Et dans les lieux d’abattage ?

Pour les abattoirs, outre le contrôle annuel inopiné des structures par les agents de l’UBEA, une surveillance du bien-être animal est assurée chaque jour d’abattage par le vétérinaire chargé de mission. Ce dernier réalise les examens ante-mortem, visant à vérifier que les animaux sont en bonne santé avant l’abattage. Ils vérifient en même temps le bien-être de l’animal jusqu’au moment de l’abattage. Par ailleurs, le vétérinaire chargé de mission effectue des contrôles supplémentaires.

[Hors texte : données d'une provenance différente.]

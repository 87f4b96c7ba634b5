use crate::{
    error::Result,
    reference::ReferenceData,
    simulation::{engine::SimulationEngine, flow::FlowConstants},
    validation,
};
use wickwise_schemas::material::MaterialSpec;

/// A fluent builder for constructing a `SimulationEngine`.
///
/// Starts from the built-in reference data and default flow constants; both
/// can be replaced, and extra library materials layered on top.
#[derive(Default)]
pub struct SimulationBuilder {
    reference: Option<ReferenceData>,
    constants: Option<FlowConstants>,
    materials: Vec<MaterialSpec>,
}

impl SimulationBuilder {
    pub fn new() -> Self {
        Self::default()
    }

    /// Replaces the built-in reference data.
    pub fn with_reference(mut self, reference: ReferenceData) -> Self {
        self.reference = Some(reference);
        self
    }

    pub fn with_constants(mut self, constants: FlowConstants) -> Self {
        self.constants = Some(constants);
        self
    }

    /// Adds materials over the reference library. Entries with an existing
    /// category and id replace the library entry.
    pub fn with_materials(mut self, materials: Vec<MaterialSpec>) -> Self {
        self.materials.extend(materials);
        self
    }

    /// Consumes the builder and returns a configured `SimulationEngine`.
    ///
    /// # Errors
    ///
    /// Returns `InvalidInput` if the flow constants or any added material
    /// fail validation.
    pub fn build(self) -> Result<SimulationEngine> {
        let constants = self.constants.unwrap_or_default();
        validation::validate_constants(&constants)?;

        let mut reference = self.reference.unwrap_or_default();
        for material in self.materials {
            let id = material.material_id.clone();
            let category = material.category;
            if reference.insert_material(material)?.is_some() {
                log::info!("Library material '{}' ({}) overridden", id, category);
            }
        }

        Ok(SimulationEngine {
            reference,
            constants,
        })
    }
}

Deux fois par mois, il réalise un rapport sur base d’une check-list du respect des conditions d’abattage et des opérations connexes, et quotidiennement, il réalise le contrôle d’un transporteur (conformité, agrément, chargement, bien-être animal…). Toute infraction est transmise à l’UBEA. Les abattoirs de forte capacité (plus de 1.000 UGB/an) sont également dotés d’un responsable du bien-être animal qui a en charge le contrôle du bien-être et la prise de mesures correctives, l’établissement de procédures de bonnes pratiques et la formation continuée du personnel. Notons également que toute personne amenée à manipuler du bétail dans les abattoirs ou lors du transport doit obtenir un certificat d’aptitude relatif au bien-être animal.

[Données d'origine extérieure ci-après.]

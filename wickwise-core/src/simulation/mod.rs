pub mod builder;
pub mod engine;
pub mod flow;
pub mod scoring;
pub mod stability;
//! Capillary flow through the strip.
//!
//! A Washburn-type model: viscosity and surface tension are corrected to the
//! run temperature, the membrane's rated flow time sets the baseline speed, and
//! the upstream pads and the sample's rheology scale it.

use crate::{
    error::{Result, WickwiseError},
    reference::Strip,
    validation,
};
use serde::{Deserialize, Serialize};
use wickwise_schemas::{environment::EnvironmentSpec, material::MaterialSpec, results::FlowDynamics, sample::SampleSpec};

/// Calibration constants for the flow model.
#[derive(Debug, Clone, Copy, PartialEq, Serialize, Deserialize)]
pub struct FlowConstants {
    /// Exponential viscosity coefficient (1/°C).
    pub viscosity_temp_coeff: f64,
    /// Linear surface-tension coefficient (1/°C).
    pub surface_tension_temp_coeff: f64,
    pub reference_temp_c: f64,
    /// Liquid/nitrocellulose contact angle (degrees).
    pub contact_angle_deg: f64,
    /// Washburn divisor.
    pub washburn_divisor: f64,
    pub strip_length_mm: f64,
    /// Weight of each upstream pad's speed on the overall flow rate.
    pub pad_weight: f64,
    /// Flow time (s per 4 cm) of a pad that neither speeds up nor slows the strip.
    pub pad_neutral_flow_time_s: f64,
    pub viscosity_exponent: f64,
    pub surface_tension_reference: f64,
    pub surface_tension_exponent: f64,
    /// Floor applied to the flow rate before it is used as a divisor (mm/min).
    pub min_flow_rate: f64,
}

impl Default for FlowConstants {
    fn default() -> Self {
        Self {
            viscosity_temp_coeff: 0.022,
            surface_tension_temp_coeff: 0.0012,
            reference_temp_c: 25.0,
            contact_angle_deg: 15.0,
            washburn_divisor: 4.0,
            strip_length_mm: 45.0,
            pad_weight: 0.2,
            pad_neutral_flow_time_s: 200.0,
            viscosity_exponent: -0.7,
            surface_tension_reference: 70.0,
            surface_tension_exponent: 0.5,
            min_flow_rate: 1e-6,
        }
    }
}

/// Seconds per 4 cm converted to mm/min.
const REFERENCE_STRIP_MM_MIN: f64 = 240.0;

pub fn effective_viscosity(viscosity_cp: f64, temperature_c: f64, constants: &FlowConstants) -> f64 {
    viscosity_cp * (-constants.viscosity_temp_coeff * (temperature_c - constants.reference_temp_c)).exp()
}

pub fn effective_surface_tension(surface_tension: f64, temperature_c: f64, constants: &FlowConstants) -> f64 {
    surface_tension * (1.0 - constants.surface_tension_temp_coeff * (temperature_c - constants.reference_temp_c))
}

/// Washburn constant (cm²/s) for the membrane at the corrected fluid properties.
pub fn washburn_constant(
    surface_tension: f64,
    viscosity: f64,
    pore_size_um: f64,
    porosity: f64,
    constants: &FlowConstants,
) -> f64 {
    // Pore diameter in µm to radius in cm.
    let pore_radius_cm = pore_size_um / 20_000.0;
    let cos_theta = constants.contact_angle_deg.to_radians().cos();
    (surface_tension * pore_radius_cm * cos_theta * porosity) / (constants.washburn_divisor * viscosity)
}

fn pad_factor(pad: &MaterialSpec, constants: &FlowConstants) -> f64 {
    match pad.flow_time_s {
        Some(flow_time) => 1.0 + (constants.pad_neutral_flow_time_s / flow_time - 1.0) * constants.pad_weight,
        None => 1.0,
    }
}

pub fn compute_flow_dynamics(
    sample: &SampleSpec,
    strip: &Strip<'_>,
    environment: &EnvironmentSpec,
    constants: &FlowConstants,
) -> Result<FlowDynamics> {
    validation::validate_sample(sample)?;
    validation::validate_environment(environment)?;
    for (_, material) in strip.iter() {
        validation::validate_material(material)?;
    }
    let membrane = validation::membrane_geometry(strip.membrane)?;

    let temperature = environment.temperature_c;
    let viscosity = effective_viscosity(sample.viscosity_cp, temperature, constants);
    let surface_tension = effective_surface_tension(sample.surface_tension_mn_m, temperature, constants);
    if surface_tension <= 0.0 {
        return Err(WickwiseError::invalid(
            "environment.temperature_c",
            temperature,
            "corrected surface tension is no longer positive",
        ));
    }

    let washburn = washburn_constant(
        surface_tension,
        viscosity,
        membrane.pore_size_um,
        membrane.porosity,
        constants,
    );

    let mut flow_rate = REFERENCE_STRIP_MM_MIN / membrane.flow_time_s;
    flow_rate *= pad_factor(strip.sample_pad, constants);
    flow_rate *= pad_factor(strip.conjugate_pad, constants);
    flow_rate *= viscosity.powf(constants.viscosity_exponent);
    flow_rate *= (surface_tension / constants.surface_tension_reference).powf(constants.surface_tension_exponent);
    let flow_rate = flow_rate.max(constants.min_flow_rate);

    let flow_time = constants.strip_length_mm / flow_rate;
    // sqrt(cm²/s) to mm
    let wicking_rate = washburn.sqrt() * 10.0;

    log::debug!(
        "Flow dynamics: membrane={} viscosity={:.3} surface_tension={:.2} rate={:.3} mm/min time={:.2} min",
        strip.membrane.material_id,
        viscosity,
        surface_tension,
        flow_rate,
        flow_time
    );

    Ok(FlowDynamics {
        flow_rate,
        flow_time,
        wicking_rate,
    })
}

Contrôle du bien-être animal en abattoirs d’ongulés, check-list de l’AFSCA

Déchargement des animaux et espaces réservés à l’ante-mortem : les points de contrôle sont relatifs à l’infrastructure (éviter les blessures aux animaux, protection contre les conditions climatiques défavorables, possibilités de pourvoir une litière aux animaux, espace disponible pour chaque animal, sécurité, présence d’une étable d’isolement si nécessaire, aménagement des couloirs) et à la manipulation (déchargement rapide après l’arrivée du transporteur et réduction du temps d’attente avant l’abattage).

Contrôle et soins des animaux : les points de contrôle portent sur l’évitement, autant que possible, des douleurs, tensions et souffrances des animaux. Les animaux fragiles (animaux non sevrés, vaches laitières) passent en premier sur la chaine d’abattage. Lorsque le temps d’attente est trop long, les animaux reçoivent nourriture et eau potable.

Etourdissement et saignée : vérification du moyen d’étourdissement (liste autorisée) et de son efficacité (inconscience totale et insensibilité maintenues jusqu’à la mort de l’animal).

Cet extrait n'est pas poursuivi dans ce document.